« L'année 2024 est la pire année que l'on ait connue depuis 2010 en termes de défaillances d'entreprises », résume Alain Tourdjman, directeur des études économiques du groupe bancaire BPCE. Selon le décompte provisoire de l'établissement, 66.422 entreprises françaises ont fait défaut l'an dernier, un niveau qui n'avait pas été atteint même au lendemain de la crise financière de 2008.

Entre 2010 et 2015, le nombre de défaillances naviguait un peu au-dessus de 60.000 par an, avec un pic de 63.760 défauts en 2015. Une décrue s'était ensuite amorcée. Plus inquiétant : la vague de défaillances va continuer de monter, selon BPCE.Après l'épisode exceptionnel de l'épidémie de Covid, où le nombre de défauts est tombé au plus bas grâce à l'intervention massive de l'Etat entre 2020 et 2022, une remontée des procédures collectives était inévitable. « Globalement, on n'a rattrapé que 37 % des défaillances qui ne s'étaient pas produites, estime Alain Tourdjman. Mais si on considère le tissu des PME et ETI, très peu de défaillances ont été évitées. La politique du 'quoi qu'il en coûte' a été peu efficace pour les structures de plus de 10 salariés. Lorsque les aides ont été arrêtées, ce sont elles qui ont été le plus touchées », poursuit-il.

Caddie, Duralex, Le Coq Sportif, Safra et bien d'autres : au total, 5.265 PME et ETI hexagonales sont tombées en 2024, un chiffre en progression de 51 % comparé à 2019. C'est donc le coeur du tissu entrepreneurial français qui a été touché. Avec, à la clé, un effet de contagion qui se diffuse dans toute l'économie et de lourdes conséquences sur le plan social.

Accumulation de difficultés

Quelque 260.000 emplois se sont retrouvés menacés par une procédure collective en 2024, comme en 2023. Toutefois, tous ne sont pas amenés à disparaître. De fait, une défaillance ne signifie pas forcément la mort de la société. L'enseigne de prêt-à-porter Naf Naf, par exemple, a été reprise en juin dernier par la société turque Migiboy Tekstil, qui a maintenu l'emploi de 521 salariés.

L'année passée, les difficultés se sont accumulées pour les grosses PME : les taux d'intérêt élevés et la faiblesse de la demande qui leur était adressée. En effet, « l'essentiel de la croissance économique l'an dernier est venu du commerce extérieur et de la demande publique, ce qui a surtout profité aux grandes entreprises », relève Alain Tourdjman.

En face, les coûts de production ont, eux, continué à s'alourdir.
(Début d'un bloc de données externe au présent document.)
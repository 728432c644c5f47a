//! Per-page extraction
//!
//! Extraction runs in two phases. The synchronous phase walks the parsed
//! document and turns every relevant code block into a [`RawSnippet`]; the
//! DOM is not needed after it. The asynchronous phase formats and
//! fingerprints each snippet and folds the results into a [`PageResult`].

use super::label::SnippetLabel;
use super::locate::{CodeBlock, CodeBlockLocator};
use super::text::block_text;
use super::content_hash;
use crate::config::{ExtractConfig, LabelPolicy};
use crate::error::{Error, Result};
use crate::format::FormatterAdapter;
use scraper::Html;
use serde::Serialize;
use std::collections::BTreeMap;

/// Snippet identifier to canonical text and fingerprint, for one page
pub type PageResult = BTreeMap<String, SnippetEntry>;

/// Page key (path or URL) to that page's snippets
pub type SiteResult = BTreeMap<String, PageResult>;

/// Canonical text and fingerprint of one snippet
#[derive(Debug, Clone, PartialEq, Eq, Serialize)]
pub struct SnippetEntry {
    /// Canonical (or, on formatter failure, raw) text
    pub code: String,
    /// Fingerprint of `code`
    pub hash: String,
    /// False when the formatter failed and `code` is the raw text
    #[serde(skip)]
    pub formatted: bool,
}

/// A labelled code block's text, before formatting
#[derive(Debug, Clone, PartialEq, Eq)]
pub struct RawSnippet {
    pub label: SnippetLabel,
    pub text: String,
}

/// Extracts fingerprinted snippets from documentation pages
#[derive(Debug, Clone)]
pub struct PageExtractor {
    locator: CodeBlockLocator,
    label_attribute: String,
    target_extensions: Vec<String>,
    policy: LabelPolicy,
    formatter: FormatterAdapter,
}

impl PageExtractor {
    /// Create an extractor from configuration
    pub fn new(config: &ExtractConfig) -> Result<Self> {
        Ok(Self {
            locator: CodeBlockLocator::for_tag(&config.block_tag)?,
            label_attribute: config.label_attribute.clone(),
            target_extensions: config.target_extensions.clone(),
            policy: config.label_policy,
            formatter: config.formatter_adapter(),
        })
    }

    /// Replace the formatter
    pub fn with_formatter(mut self, formatter: FormatterAdapter) -> Self {
        self.formatter = formatter;
        self
    }

    /// Set the missing label policy
    pub fn with_policy(mut self, policy: LabelPolicy) -> Self {
        self.policy = policy;
        self
    }

    /// Missing label policy in effect
    pub fn policy(&self) -> LabelPolicy {
        self.policy
    }

    /// Parse an HTML page and extract its snippets
    pub async fn extract_html(&self, html: &str) -> Result<PageResult> {
        let snippets = {
            let document = Html::parse_document(html);
            self.collect(&document)?
        };
        self.canonicalize(snippets).await
    }

    /// Recover the text of every target-language block in document order
    ///
    /// Under [`LabelPolicy::Strict`] the first unlabelled block aborts the page.
    pub fn collect(&self, document: &Html) -> Result<Vec<RawSnippet>> {
        let mut snippets = Vec::new();

        for block in self.locator.locate(document) {
            let Some(label) = self.label(&block)? else {
                continue;
            };

            if !label.is_target(&self.target_extensions) {
                tracing::info!("Skipping {} ...", label.filename);
                continue;
            }

            tracing::debug!(snippet = %label, block = block.index, "Collected snippet");
            snippets.push(RawSnippet {
                text: block_text(block.element),
                label,
            });
        }

        Ok(snippets)
    }

    /// Format and fingerprint collected snippets
    ///
    /// A later snippet with the same filename replaces an earlier one. Fails
    /// only when the formatter cannot be run at all.
    pub async fn canonicalize(&self, snippets: Vec<RawSnippet>) -> Result<PageResult> {
        let mut entries = Vec::with_capacity(snippets.len());

        for snippet in snippets {
            let outcome = self.formatter.format(snippet.text).await?;
            let formatted = outcome.is_formatted();
            let code = outcome.into_text();
            let hash = content_hash(&code);

            entries.push((
                snippet.label.filename,
                SnippetEntry {
                    code,
                    hash,
                    formatted,
                },
            ));
        }

        let page = entries
            .into_iter()
            .fold(PageResult::new(), |mut page, (name, entry)| {
                if page.insert(name.clone(), entry).is_some() {
                    tracing::debug!(snippet = %name, "Duplicate snippet replaced earlier block");
                }
                page
            });

        Ok(page)
    }

    /// Read and parse a block's label, applying the missing label policy
    fn label(&self, block: &CodeBlock<'_>) -> Result<Option<SnippetLabel>> {
        if let Some(label) = block.attr(&self.label_attribute).and_then(SnippetLabel::parse) {
            return Ok(Some(label));
        }

        match self.policy {
            LabelPolicy::Strict => Err(Error::MissingLabel {
                index: block.index,
                attribute: self.label_attribute.clone(),
            }),
            LabelPolicy::Lenient => {
                tracing::warn!(
                    "Skipping code block #{} without `{}` label",
                    block.index,
                    self.label_attribute
                );
                Ok(None)
            }
        }
    }
}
Dans ce contexte, le remboursement des prêts garantis par l'Etat (PGE) accordés pendant la pandémie est devenu un boulet pour nombre de sociétés. Dans le même temps, l'Urssaf, qui s'était montrée clémente à la sortie du Covid, a aussi repris le rythme normal des assignations. Par secteur, la construction et l'immobilier apparaissent désormais en situation de « sur-défaut », plombés par le renchérissement du crédit. Le transport-entreposage et les activités de services aux entreprises alimentent aussi l'hécatombe.

Décrue, au mieux, en fin d'année

En revanche, « le surcroît de défauts n'est pas lié aux créations d'entreprises récentes », souligne Julien Laugier, économiste du groupe BPCE. En 2024, les sociétés créées il y a moins de trois ans ne représentent, de fait, que 18 % des défaillances. Et les entrepreneurs individuels qui alimentent le flot des créations apparaissent très peu touchés.

Reste que dans une conjoncture dégradée, bridée par l'instabilité politique en France et par un environnement international peu porteur, l'espoir d'une embellie dans les prochains mois apparaît très faible. Au contraire, l'année 2025 pourrait être pire que 2024 sur le front des défaillances, selon le groupe BPCE.

Il note ainsi que, sur la période récente, les dépôts de bilan au sein des entreprises de petite taille se sont de nouveau accélérés. Dans ce contexte, il prévoit quelque 68.000 défauts cette année, soit une nouvelle hausse de 2 %. Autour de 240.000 emplois seraient encore sur la sellette. La décrue, elle, ne serait pas attendue avant la fin de l'année, voire début 2026.